Written by Tony Hirst

November 8, 2011 at 1:54 pm

Opening Up University Energy Data

with 4 comments

Knowing how much energy a building uses is often the first step towards reducing it’s energy footprint, so here’s a quick round up of the university open data initiatives I know of that are based around energy data. (If you know of more, please let me know via the comments.)

First up, via @lncd, here’s a heatmap showing change in energy building usage compared aross the last two days:

Lincoln - 2-day energy data utilisation comparison

This visulisation (built on top of Lincoln U’s open data feeds (http://data.lincoln.ac.uk/)) charts energy usage over a calendar month:

Lincoln U - energy usage over time

Read more about Lincoln’s energy data hacks here: University of Lincoln Energy Data …. an update!.
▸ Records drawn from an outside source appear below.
//! The world: entity store plus an ordered system schedule.
//!
//! Each call to [`World::update`] is one tick. Systems run strictly in
//! registration order, each over its eligible entities in ascending id
//! order, so a later system always sees the effects of an earlier one
//! within the same tick.
//!
//! # Throttling
//!
//! A system declared with a frequency accumulates elapsed time across
//! ticks and only runs once the accumulated time reaches its interval. It
//! is then handed the whole accumulated time and the accumulator resets.
//!
//! # Determinism
//!
//! Given the same seed, the same initial entities and the same sequence of
//! elapsed times and commands, two worlds produce identical state:
//! - Entities live in `BTreeMap`s and are visited in id order
//! - Candidate sets are `BTreeSet`s
//! - All randomness comes from one `ChaCha8Rng` seeded at construction
//!
//! # Example
//!
//! ```
//! use starbridge_core::config::WorldConfig;
//! use starbridge_core::entity::Components;
//! use starbridge_core::entity::components::{Position, Velocity};
//! use starbridge_core::world::World;
//! use glam::DVec3;
//!
//! let mut world = World::from_config(&WorldConfig::with_seed(42)).unwrap();
//! let probe = world.spawn(
//!     Components::new()
//!         .with(Position::default())
//!         .with(Velocity { linear: DVec3::X }),
//! );
//!
//! for _ in 0..10 {
//!     world.update(100.0);
//! }
//!
//! assert_eq!(world.tick(), 10);
//! let x = world.store().component::<Position>(probe).unwrap().coords.x;
//! assert!((x - 1.0).abs() < 1e-9);
//! ```

use std::fmt;

use rand::SeedableRng;
use rand_chacha::ChaCha8Rng;
use tracing::{debug, info};

use crate::command::{Command, CommandOutcome};
use crate::config::WorldConfig;
use crate::entity::{ComponentData, ComponentKind, ComponentMask, Components, Entity, EntityId};
use crate::error::Result;
use crate::notify::{Notifier, NullNotifier};
use crate::store::EntityStore;
use crate::system::{System, SystemContext, SystemId};
use crate::systems::default_systems;

// =============================================================================
// World
// =============================================================================

struct ScheduledSystem {
    system: Box<dyn System>,
    accumulated_ms: f64,
}

/// Entities, systems and the seeded RNG they share.
pub struct World {
    /// Every live entity.
    store: EntityStore,
    /// Single source of randomness for all systems.
    rng: ChaCha8Rng,
    /// Seed `rng` was created from.
    seed: u64,
    /// Systems in execution order.
    systems: Vec<ScheduledSystem>,
    /// Where notifications go.
    notifier: Box<dyn Notifier>,
    /// Completed ticks.
    tick: u64,
    /// Simulated milliseconds across all completed ticks.
    elapsed_ms: f64,
}

impl fmt::Debug for World {
    fn fmt(&self, f: &mut fmt::Formatter<'_>) -> fmt::Result {
        f.debug_struct("World")
            .field("store", &self.store)
            .field("systems", &self.system_ids())
            .field("seed", &self.seed)
            .field("tick", &self.tick)
            .field("elapsed_ms", &self.elapsed_ms)
            .finish_non_exhaustive()
    }
}

impl World {
    /// Creates an empty world with no systems.
    ///
    /// Register systems with [`World::add_system`], or use
    /// [`World::from_config`] for the standard battery.
    ///
    /// # Arguments
    ///
    /// * `seed` - Seed for the world's RNG
    ///
    /// # Example
    ///
    /// ```
    /// use starbridge_core::world::World;
    ///
    /// let world = World::new(12345);
    /// assert_eq!(world.tick(), 0);
    /// assert_eq!(world.seed(), 12345);
    /// ```
    #[must_use]
    pub fn new(seed: u64) -> Self {
        Self {
            store: EntityStore::new(),
            rng: ChaCha8Rng::seed_from_u64(seed),
            seed,
            systems: Vec::new(),
            notifier: Box::new(NullNotifier),
            tick: 0,
            elapsed_ms: 0.0,
        }
    }

    /// Creates a world running the standard system battery.
    ///
    /// # Errors
    ///
    /// Returns [`CoreError::InvalidConfig`](crate::error::CoreError::InvalidConfig)
    /// if `config` fails validation.
    pub fn from_config(config: &WorldConfig) -> Result<Self> {
        config.validate()?;
        let mut world = Self::new(config.seed);
        for system in default_systems(config) {
            world.add_system(system);
        }
        info!(
            seed = config.seed,
            systems = world.systems.len(),
            phasers_hz = config.phasers_hz,
            nearby_objects_hz = config.nearby_objects_hz,
            "world created"
        );
        Ok(world)
    }

    /// Appends a system to the end of the schedule.
    pub fn add_system(&mut self, system: Box<dyn System>) {
        debug!(system = %system.declaration().id, "system registered");
        self.systems.push(ScheduledSystem {
            system,
            accumulated_ms: 0.0,
        });
    }

    /// Replaces the notification sink.
    pub fn set_notifier(&mut self, notifier: Box<dyn Notifier>) {
        self.notifier = notifier;
    }

    /// Advances the world by one tick of `elapsed_ms` simulated milliseconds.
    ///
    /// Negative or non-finite elapsed times are treated as zero.
    pub fn update(&mut self, elapsed_ms: f64) {
        let elapsed_ms = if elapsed_ms.is_finite() {
            elapsed_ms.max(0.0)
        } else {
            0.0
        };
        let tick = self.tick;
        let mut despawns = Vec::new();

        for scheduled in &mut self.systems {
            scheduled.accumulated_ms += elapsed_ms;
            let declaration = scheduled.system.declaration();
            let id = declaration.id;
            let requires = declaration.requires;
            if let Some(interval) = declaration.interval_ms() {
                if scheduled.accumulated_ms < interval {
                    continue;
                }
            }
            let pass_ms = std::mem::take(&mut scheduled.accumulated_ms);

            let eligible: Vec<EntityId> = candidates(&self.store, requires)
                .into_iter()
                .filter(|candidate| {
                    self.store
                        .get(*candidate)
                        .is_some_and(|entity| scheduled.system.test(entity))
                })
                .collect();
            debug!(system = %id, tick, entities = eligible.len(), elapsed_ms = pass_ms, "running system");

            let mut ctx = SystemContext::new(
                &mut self.store,
                &mut self.rng,
                self.notifier.as_mut(),
                &mut despawns,
                tick,
            );
            scheduled.system.pre_update(&mut ctx, pass_ms);
            for entity in eligible {
                if ctx.is_despawning(entity) || !ctx.store().contains(entity) {
                    continue;
                }
                scheduled.system.update(&mut ctx, entity, pass_ms);
            }
            scheduled.system.post_update(&mut ctx, pass_ms);

            for entity in despawns.drain(..) {
                if self.store.remove_entity(entity).is_some() {
                    debug!(system = %id, entity = %entity, "entity despawned");
                }
            }
        }

        self.tick += 1;
        self.elapsed_ms += elapsed_ms;
    }

    /// Validates and applies a console command.
    ///
    /// Any notification the command raises is sent immediately.
    ///
    /// # Errors
    ///
    /// See [`Command::execute`].
    pub fn apply(&mut self, command: Command) -> Result<CommandOutcome> {
        let (outcome, notification) = command.execute(&mut self.store)?;
        if let Some(notification) = notification {
            self.notifier.notify(notification.topic(), &notification);
        }
        Ok(outcome)
    }

    // =========================================================================
    // Entities
    // =========================================================================

    /// Creates an entity with the next free id.
    pub fn spawn(&mut self, components: Components) -> EntityId {
        self.store.spawn(components)
    }

    /// Adds a fully formed entity, keeping its id.
    ///
    /// # Errors
    ///
    /// Returns [`CoreError::DuplicateEntity`](crate::error::CoreError::DuplicateEntity)
    /// if the id is taken.
    pub fn add_entity(&mut self, entity: Entity) -> Result<EntityId> {
        self.store.add_entity(entity)
    }

    /// Removes an entity and every component it carries.
    pub fn remove_entity(&mut self, id: EntityId) -> Option<Entity> {
        self.store.remove_entity(id)
    }

    /// Looks up an entity.
    #[must_use]
    pub fn get(&self, id: EntityId) -> Option<&Entity> {
        self.store.get(id)
    }

    /// Attaches or replaces a component.
    ///
    /// # Errors
    ///
    /// Returns [`CoreError::EntityNotFound`](crate::error::CoreError::EntityNotFound)
    /// for an unknown id.
    pub fn add_component<T: ComponentData>(&mut self, id: EntityId, value: T) -> Result<Option<T>> {
        self.store.add_component(id, value)
    }

    /// Detaches a component.
    ///
    /// # Errors
    ///
    /// Returns [`CoreError::EntityNotFound`](crate::error::CoreError::EntityNotFound)
    /// for an unknown id.
    pub fn remove_component(&mut self, id: EntityId, kind: ComponentKind) -> Result<bool> {
        self.store.remove_component(id, kind)
    }

    /// Mutates one component in place.
    ///
    /// # Errors
    ///
    /// Fails if the entity or the component is missing.
    pub fn update_component<T, F>(&mut self, id: EntityId, f: F) -> Result<()>
    where
        T: ComponentData,
        F: FnOnce(&mut T),
    {
        self.store.update_component::<T, F>(id, f)
    }

    // =========================================================================
    // Accessors
    // =========================================================================

    /// Read access to the entity store.
    #[must_use]
    pub const fn store(&self) -> &EntityStore {
        &self.store
    }

    /// Write access to the entity store, for setup and tests.
    pub fn store_mut(&mut self) -> &mut EntityStore {
        &mut self.store
    }

    /// Completed ticks.
    #[must_use]
    pub const fn tick(&self) -> u64 {
        self.tick
    }

    /// Seed the RNG was created from.
    #[must_use]
    pub const fn seed(&self) -> u64 {
        self.seed
    }

    /// Total simulated milliseconds.
    #[must_use]
    pub const fn elapsed_ms(&self) -> f64 {
        self.elapsed_ms
    }

    /// Registered systems, in execution order.
    #[must_use]
    pub fn system_ids(&self) -> Vec<SystemId> {
        self.systems
            .iter()
            .map(|scheduled| scheduled.system.declaration().id)
            .collect()
    }

    /// Position in the RNG stream, for state hashing.
    pub(crate) fn rng_word_pos(&self) -> u128 {
        self.rng.get_word_pos()
    }
}

/// Entities that could satisfy `requires`, drawn from the smallest index.
fn candidates(store: &EntityStore, requires: ComponentMask) -> Vec<EntityId> {
    match requires.kinds().min_by_key(|kind| store.count_with(*kind)) {
        Some(kind) => store.entities_with(kind).iter().copied().collect(),
        None => store.ids().collect(),
    }
}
Over in Oxford, there’s a tool called OpenMeters that displays charts of energy usage by building:

Oxford opne energy data

The Oxford data is available as Linked Data from http://data.ox.ac.uk/datasets/, err, I think… As ever, it’d probably take me an hour or two to find out how to make my first query that returns anything meaningful to me in a form I could actually do anything with!;-) I also wonder whether the Oxford project feeds into another Oxford initiative: iMeasure?

(By the by, I misread the title of this place from the other place to Oxford as “A Linked Data Model Of Building Energy Consumption”: A Limited-Data Model Of Building Energy Consumption, which explores a model “targeted at practical, wide-scale deployment which produces an ongoing breakdown of building energy consumption”.)

Whilst I don’t think Warwick University’s energy monitoring page is based on exposed open data, it does have some dials/gauges on it:

Warick U - energy monitoring

(By the by – that page doesn’t have a Warwick favicon associated with it in my browser; should it?)

So – a quick round up (and huuuuuuge displacement activity from what I should have been doing this afternoon), but I think it’s worth tracking and reporting on these early demonstrations…

See also: JISC Green ICT projects (which I note don’t seem to return popular Google results for queries relating to university energy data, even when searches are limited to the .ac.uk domain…) and the Greening ICT Programme Community Site; Govspark, which compares energy usage across government departments; Innovations in Campus Mapping for a review of how open data is being used to support enhanced interactive campus maps; and Open Data Powered Location Based Services in UK Higher Education.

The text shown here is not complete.